## [EXERCISE]
Which lines in the material below contain the word "lookup"? Copy each of them.

====== DATA LISTING

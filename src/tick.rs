//! Per-tick state and the ordered index of initialized ticks.
//!
//! Grounded on Uniswap V3's `tick::Info`/`update`, adapted from an
//! async RPC-backed `HashMap<i32, Info>` to a synchronous, in-memory
//! `BTreeMap`/`BTreeSet` pair. The word-compressed bitmap
//! (`tick_bitmap.rs`) is a Solidity gas optimization with no analogue
//! here; a `BTreeSet<i32>` gives the same ordered neighbor-lookup
//! behavior in plain Rust.

use std::collections::{BTreeMap, BTreeSet};

use alloy_primitives::U256;

/// Per-tick liquidity and fee-growth bookkeeping.
#[derive(Debug, Clone, Copy, Default, PartialEq, Eq)]
pub struct TickData {
    pub liquidity_net: i128,
    pub liquidity_gross: u128,
    pub fee_growth_outside0_x64: U256,
    pub fee_growth_outside1_x64: U256,
}

/// The tick-indexed liquidity book: per-tick data plus the ordered set
/// of initialized ticks used for neighbor lookup during a swap.
#[derive(Debug, Clone, Default)]
pub struct TickBook {
    pub ticks: BTreeMap<i32, TickData>,
    pub initialized: BTreeSet<i32>,
}

impl TickBook {
    pub fn new() -> Self {
        Self::default()
    }

    pub fn get(&self, tick: i32) -> Option<&TickData> {
        self.ticks.get(&tick)
    }

    /// Applies `net_delta`/`gross_delta` to the tick, creating the entry
    /// if absent and removing it if it has drained back to nothing.
    pub fn update_tick(&mut self, tick: i32, net_delta: i128, gross_delta: i128) {
        let entry = self.ticks.entry(tick).or_default();

        entry.liquidity_net = entry.liquidity_net.saturating_add(net_delta);
        entry.liquidity_gross = if gross_delta >= 0 {
            entry.liquidity_gross.saturating_add(gross_delta as u128)
        } else {
            entry.liquidity_gross.saturating_sub(gross_delta.unsigned_abs())
        };

        if entry.liquidity_gross == 0 && entry.liquidity_net == 0 {
            self.ticks.remove(&tick);
            self.initialized.remove(&tick);
        } else {
            self.initialized.insert(tick);
        }
    }

    /// Nearest initialized tick strictly below `current` (descending
    /// swaps) or strictly above it (ascending swaps).
    pub fn next_initialized_tick(&self, current: i32, zero_for_one: bool) -> Option<i32> {
        if zero_for_one {
            self.initialized.range(..current).next_back().copied()
        } else {
            self.initialized.range(current + 1..).next().copied()
        }
    }

    /// Snapshots fee-growth-outside for the input-token side on a tick
    /// crossing. Only the input side is updated, matching the source
    /// oracle's single-side behavior rather than the dual-side snapshot
    /// real CLMMs take.
    pub fn update_fee_growth_outside(
        &mut self,
        tick: i32,
        zero_for_one: bool,
        fee_growth_global0_x64: U256,
        fee_growth_global1_x64: U256,
    ) {
        if let Some(entry) = self.ticks.get_mut(&tick) {
            if zero_for_one {
                entry.fee_growth_outside0_x64 = fee_growth_global0_x64;
            } else {
                entry.fee_growth_outside1_x64 = fee_growth_global1_x64;
            }
        }
    }

    /// Decomposes fee growth for range `[tick_lower, tick_upper)` into
    /// the portion accrued while price was inside the range.
    pub fn fee_growth_inside(
        &self,
        tick_lower: i32,
        tick_upper: i32,
        tick_current: i32,
        fee_growth_global0_x64: U256,
        fee_growth_global1_x64: U256,
    ) -> (U256, U256) {
        let lower = match self.ticks.get(&tick_lower) {
            Some(t) => t,
            None => return (U256::ZERO, U256::ZERO),
        };
        let upper = match self.ticks.get(&tick_upper) {
            Some(t) => t,
            None => return (U256::ZERO, U256::ZERO),
        };

        let below0;
        let below1;
        if tick_current < tick_lower {
            below0 = crate::math::submod(lower.fee_growth_outside0_x64, upper.fee_growth_outside0_x64);
            below1 = crate::math::submod(lower.fee_growth_outside1_x64, upper.fee_growth_outside1_x64);
        } else if tick_current >= tick_upper {
            below0 = crate::math::submod(upper.fee_growth_outside0_x64, lower.fee_growth_outside0_x64);
            below1 = crate::math::submod(upper.fee_growth_outside1_x64, lower.fee_growth_outside1_x64);
        } else {
            below0 = crate::math::submod(
                crate::math::submod(fee_growth_global0_x64, lower.fee_growth_outside0_x64),
                upper.fee_growth_outside0_x64,
            );
            below1 = crate::math::submod(
                crate::math::submod(fee_growth_global1_x64, lower.fee_growth_outside1_x64),
                upper.fee_growth_outside1_x64,
            );
        }

        (below0, below1)
    }
}

#[cfg(test)]
mod tests {
    use super::*;

    #[test]
    fn update_tick_creates_and_drains() {
        let mut book = TickBook::new();
        book.update_tick(10, 500, 500);
        assert!(book.ticks.contains_key(&10));
        assert!(book.initialized.contains(&10));

        book.update_tick(10, -500, -500);
        assert!(!book.ticks.contains_key(&10));
        assert!(!book.initialized.contains(&10));
    }

    #[test]
    fn next_initialized_tick_directions() {
        let mut book = TickBook::new();
        book.update_tick(5, 10, 10);
        book.update_tick(10, 10, 10);
        book.update_tick(20, 10, 10);

        assert_eq!(book.next_initialized_tick(12, true), Some(10));
        assert_eq!(book.next_initialized_tick(12, false), Some(20));
        assert_eq!(book.next_initialized_tick(5, true), None);
        assert_eq!(book.next_initialized_tick(20, false), None);
    }
}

============

## [ANSWER SPACE]
//! here; a `BTreeSet<i32>` gives the same ordered neighbor-lookup
/// of initialized ticks used for neighbor lookup during a swap.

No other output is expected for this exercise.